Lady walking through garden

’Twas gentle Lisa, of no noble line,
Child of Bernardo, a rich Florentine,
Who from his merchant-city hither came
To trade in drugs; yet kept an honest fame,

And had the virtue not to try and sell
Drugs that had none.  He loved his riches well,
But loved them chiefly for his Lisa’s sake,
Whom with a father’s care he sought to make
The bride of some true honorable man,—
Of Perdicone (so the rumor ran),
Whose birth was higher than his fortunes were,
For still your trader likes a mixture fair
Of blood that hurries to some higher strain
Than reckoning money’s loss and money’s gain.
And of such mixture good may surely come:
Lord’s scions so may learn to cast a sum,
A trader’s grandson bear a well-set head,
And have less conscious manners, better bred;
Nor, when he tries to be polite, be rude instead.

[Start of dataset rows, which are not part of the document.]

// procfs parsers: /proc/stat, /proc/meminfo, /proc/net/dev, /proc/cpuinfo.
// Parsers take file contents so they can be exercised without a live procfs.

use crate::models::{CpuTimesSnapshot, NetworkIoSnapshot};
use std::path::Path;

/// Sum idle and total ticks over per-core `cpuN` lines; use the aggregate `cpu` line
/// when the kernel exposes no per-core rows.
pub(super) fn parse_proc_stat(content: &str) -> Option<CpuTimesSnapshot> {
    let mut per_core: Option<CpuTimesSnapshot> = None;
    let mut aggregate: Option<CpuTimesSnapshot> = None;

    for line in content.lines() {
        let mut parts = line.split_whitespace();
        let Some(label) = parts.next() else {
            continue;
        };
        let Some(suffix) = label.strip_prefix("cpu") else {
            continue;
        };
        let fields: Vec<u64> = parts.take(8).filter_map(|f| f.parse().ok()).collect();
        if fields.len() < 4 {
            continue;
        }
        // user nice system idle iowait irq softirq steal
        let idle = fields[3] + fields.get(4).copied().unwrap_or(0);
        let total: u64 = fields.iter().sum();
        let times = CpuTimesSnapshot {
            idle_ticks: idle,
            total_ticks: total,
        };
        if suffix.is_empty() {
            aggregate = Some(times);
        } else if suffix.chars().all(|c| c.is_ascii_digit()) {
            let acc = per_core.get_or_insert(CpuTimesSnapshot {
                idle_ticks: 0,
                total_ticks: 0,
            });
            acc.idle_ticks += times.idle_ticks;
            acc.total_ticks += times.total_ticks;
        }
    }

    per_core.or(aggregate)
}

/// `(MemTotal, MemAvailable)` in bytes. None unless both are present and total > 0.
pub(super) fn parse_meminfo(content: &str) -> Option<(u64, u64)> {
    let mut total_kb: Option<u64> = None;
    let mut available_kb: Option<u64> = None;
    for line in content.lines() {
        let mut parts = line.split_whitespace();
        match parts.next() {
            Some("MemTotal:") => total_kb = parts.next().and_then(|v| v.parse().ok()),
            Some("MemAvailable:") => available_kb = parts.next().and_then(|v| v.parse().ok()),
            _ => {}
        }
    }
    let total = total_kb?.checked_mul(1024)?;
    let available = available_kb?.saturating_mul(1024);
    if total == 0 {
        return None;
    }
    Some((total, available))
}

/// Sum rx/tx bytes over non-loopback interfaces. None when nothing meaningful was counted.
pub(super) fn parse_proc_net_dev(content: &str) -> Option<NetworkIoSnapshot> {
    let mut rx_bytes: u64 = 0;
    let mut tx_bytes: u64 = 0;

    for line in content.lines().skip(2) {
        let Some((iface, stats)) = line.trim().split_once(':') else {
            continue;
        };
        let iface = iface.trim();
        if iface.is_empty() || iface == "lo" {
            continue;
        }
        let fields: Vec<&str> = stats.split_whitespace().collect();
        if fields.len() < 16 {
            continue;
        }
        let (Ok(rx), Ok(tx)) = (fields[0].parse::<u64>(), fields[8].parse::<u64>()) else {
            continue;
        };
        rx_bytes = rx_bytes.saturating_add(rx);
        tx_bytes = tx_bytes.saturating_add(tx);
    }

    if rx_bytes == 0 && tx_bytes == 0 {
        return None;
    }
    Some(NetworkIoSnapshot { rx_bytes, tx_bytes })
}

/// First "model name" from /proc/cpuinfo.
pub(super) fn read_cpu_model(proc_root: &Path) -> Option<String> {
    let content = std::fs::read_to_string(proc_root.join("cpuinfo")).ok()?;
    for line in content.lines() {
        if line.starts_with("model name") {
            let name = line
                .find(':')
                .map(|i| line[i + 1..].trim())
                .filter(|s| !s.is_empty() && *s != "cpu0")?;
            return Some(name.to_string());
        }
    }
    None
}
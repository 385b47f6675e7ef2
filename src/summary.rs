// Query/aggregation layer: read-only summaries over the live window and the retention store.
// Nothing here mutates sampler state.

use crate::config::SamplingConfig;
use crate::models::{
    ByteTotals, CompositeSample, CpuReport, CurrentRate, DiskReport, HostIdentity, MemoryReport,
    MetricsReport, NetworkUsageSummary, RatePoint, SamplePoint, ThermalReport, UsageSnapshot,
    WindowStats,
};
use crate::rates::{clamp_percent, is_fresh, iso_millis, rate_bps, round1};
use crate::usage_repo::NetworkUsageRepo;
use tracing::instrument;

/// avg/min/max ignoring missing values; all None when nothing was available.
pub fn summarize_window<I>(values: I) -> WindowStats
where
    I: IntoIterator<Item = Option<f64>>,
{
    let mut count = 0usize;
    let mut sum = 0.0;
    let mut min = f64::INFINITY;
    let mut max = f64::NEG_INFINITY;
    for v in values.into_iter().flatten() {
        count += 1;
        sum += v;
        min = min.min(v);
        max = max.max(v);
    }
    if count == 0 {
        return WindowStats::default();
    }
    WindowStats {
        avg: Some(round1(sum / count as f64)),
        min: Some(round1(min)),
        max: Some(round1(max)),
    }
}

/// Samples the retention horizon should hold at one per interval.
pub fn expected_samples(retention_ms: i64, interval_ms: u64) -> u64 {
    if retention_ms <= 0 || interval_ms == 0 {
        return 0;
    }
    retention_ms as u64 / interval_ms
}

/// min(100, 100 x count / expected); 0 when nothing is expected.
pub fn coverage_percent(sample_count: u64, expected: u64) -> f64 {
    if expected == 0 {
        return 0.0;
    }
    round1(clamp_percent(sample_count as f64 / expected as f64 * 100.0))
}

/// Live metrics response: latest sample, per-metric window stats and the chart points.
/// `samples` is restricted to the window ending at `now_ms`.
pub fn metrics_report(
    latest: &CompositeSample,
    samples: &[CompositeSample],
    identity: HostIdentity,
    disk_mount: &str,
    config: &SamplingConfig,
    now_ms: i64,
) -> MetricsReport {
    let cutoff = now_ms - config.window_ms();
    let in_window: Vec<&CompositeSample> =
        samples.iter().filter(|s| s.taken_at_ms >= cutoff).collect();

    let cpu_window = summarize_window(in_window.iter().map(|s| s.cpu_usage_percent));
    let thermal_window = summarize_window(in_window.iter().map(|s| s.cpu_temp_c));
    let memory_window = summarize_window(in_window.iter().map(|s| s.memory_usage_percent));
    let disk_window = summarize_window(in_window.iter().map(|s| s.disk_usage_percent));

    MetricsReport {
        window_ms: config.window_ms(),
        interval_ms: config.interval_ms,
        sampled_at: iso_millis(latest.taken_at_ms),
        cpu: CpuReport {
            usage_percent: latest.cpu_usage_percent,
            cores: identity.cores,
            model: identity.model,
            load_avg: identity.load_avg,
            window: cpu_window,
        },
        thermal: ThermalReport {
            cpu_temp_c: latest.cpu_temp_c,
            window: thermal_window,
        },
        memory: MemoryReport {
            usage_percent: latest.memory_usage_percent,
            used_bytes: latest.memory_used_bytes,
            total_bytes: latest.memory_total_bytes,
            available_bytes: latest
                .memory_total_bytes
                .zip(latest.memory_used_bytes)
                .map(|(total, used)| total.saturating_sub(used)),
            window: memory_window,
        },
        disk: DiskReport {
            mount_path: disk_mount.to_string(),
            usage_percent: latest.disk_usage_percent,
            used_bytes: latest.disk_used_bytes,
            total_bytes: latest.disk_total_bytes,
            free_bytes: latest
                .disk_total_bytes
                .zip(latest.disk_used_bytes)
                .map(|(total, used)| total.saturating_sub(used)),
            window: disk_window,
        },
        samples: in_window
            .iter()
            .map(|s| SamplePoint {
                ts: iso_millis(s.taken_at_ms),
                cpu_usage_percent: s.cpu_usage_percent,
                cpu_temp_c: s.cpu_temp_c,
                memory_usage_percent: s.memory_usage_percent,
                disk_usage_percent: s.disk_usage_percent,
            })
            .collect(),
    }
}

/// Network usage over the retention horizon ending at `now_ms`.
#[instrument(skip(repo, config), fields(operation = "network_usage_summary"))]
pub async fn network_usage_summary(
    repo: &NetworkUsageRepo,
    config: &SamplingConfig,
    now_ms: i64,
) -> anyhow::Result<NetworkUsageSummary> {
    let retention_ms = repo.retention_ms();
    let cutoff = now_ms - retention_ms;
    let recent_cutoff = now_ms - config.window_ms();

    let UsageSnapshot {
        totals,
        daily,
        latest,
        recent,
    } = repo.usage_snapshot(cutoff, recent_cutoff).await?;

    let expected = expected_samples(retention_ms, config.interval_ms);
    let latest_at = latest.map(|l| l.at_ms);
    let fresh = is_fresh(latest_at, now_ms, config.interval_ms, config.freshness_factor);
    let current_rate = |delta: Option<u64>| {
        if fresh {
            rate_bps(delta, config.interval_ms)
        } else {
            None
        }
    };

    Ok(NetworkUsageSummary {
        retention_ms,
        interval_ms: config.interval_ms,
        started_at: iso_millis(cutoff),
        sample_count: totals.sample_count,
        expected_samples: expected,
        coverage_percent: coverage_percent(totals.sample_count, expected),
        first_sample_at: totals.first_at_ms.map(iso_millis),
        last_sample_at: totals.last_at_ms.map(iso_millis),
        totals: ByteTotals {
            inbound_bytes: totals.inbound_bytes,
            outbound_bytes: totals.outbound_bytes,
        },
        current: CurrentRate {
            sampled_at: latest_at.map(iso_millis),
            inbound_bps: current_rate(latest.and_then(|l| l.inbound_bytes_delta)),
            outbound_bps: current_rate(latest.and_then(|l| l.outbound_bytes_delta)),
        },
        daily,
        recent: recent
            .iter()
            .map(|p| RatePoint {
                ts: iso_millis(p.at_ms),
                inbound_bps: rate_bps(p.inbound_bytes_delta, config.interval_ms),
                outbound_bps: rate_bps(p.outbound_bytes_delta, config.interval_ms),
            })
            .collect(),
    })
}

’Twas Perdicone’s friends made overtures
To good Bernardo; so one dame assures
Her neighbor dame, who notices the youth

Fixing his eyes on Lisa; and, in truth,
Eyes that could see her on this summer day
Might find it hard to turn another way.
She had a pensive beauty, yet not sad;
Rather like minor cadences that glad
The hearts of little birds amid spring boughs:
And oft the trumpet or the joust would rouse
Pulses that gave her cheek a finer glow,
Parting her lips that seemed a mimic bow
By chiselling Love for play in coral wrought,
Then quickened by him with the passionate thought,
The soul that trembled in the lustrous night
Of slow long eyes.  Her body was so slight,
It seemed she could have floated in the sky,
And with the angelic choir made symphony;
But in her cheek’s rich tinge, and in the dark
Of darkest hair and eyes, she bore a mark

Of kinship to her generous mother-earth,
The fervid land that gives the plumy palm-trees birth.

She saw not Perdicone; her young mind
Dreamed not that any man had ever pined
For such a little simple maid as she:
She had but dreamed how heavenly it would be
To love some hero noble, beauteous, great,
Who would live stories worthy to narrate,
Like Roland, or the warriors of Troy,
The Cid, or Amadis, or that fair boy
Who conquered every thing beneath the sun,
And somehow, some time, died at Babylon
Fighting the Moors.  For heroes all were good
And fair as that archangel who withstood
The Evil One, the author of all wrong,—
That Evil One who made the French so strong;

And now the flower of heroes must he be
Who drove those tyrants from dear Sicily,
So that her maids might walk to vespers tranquilly.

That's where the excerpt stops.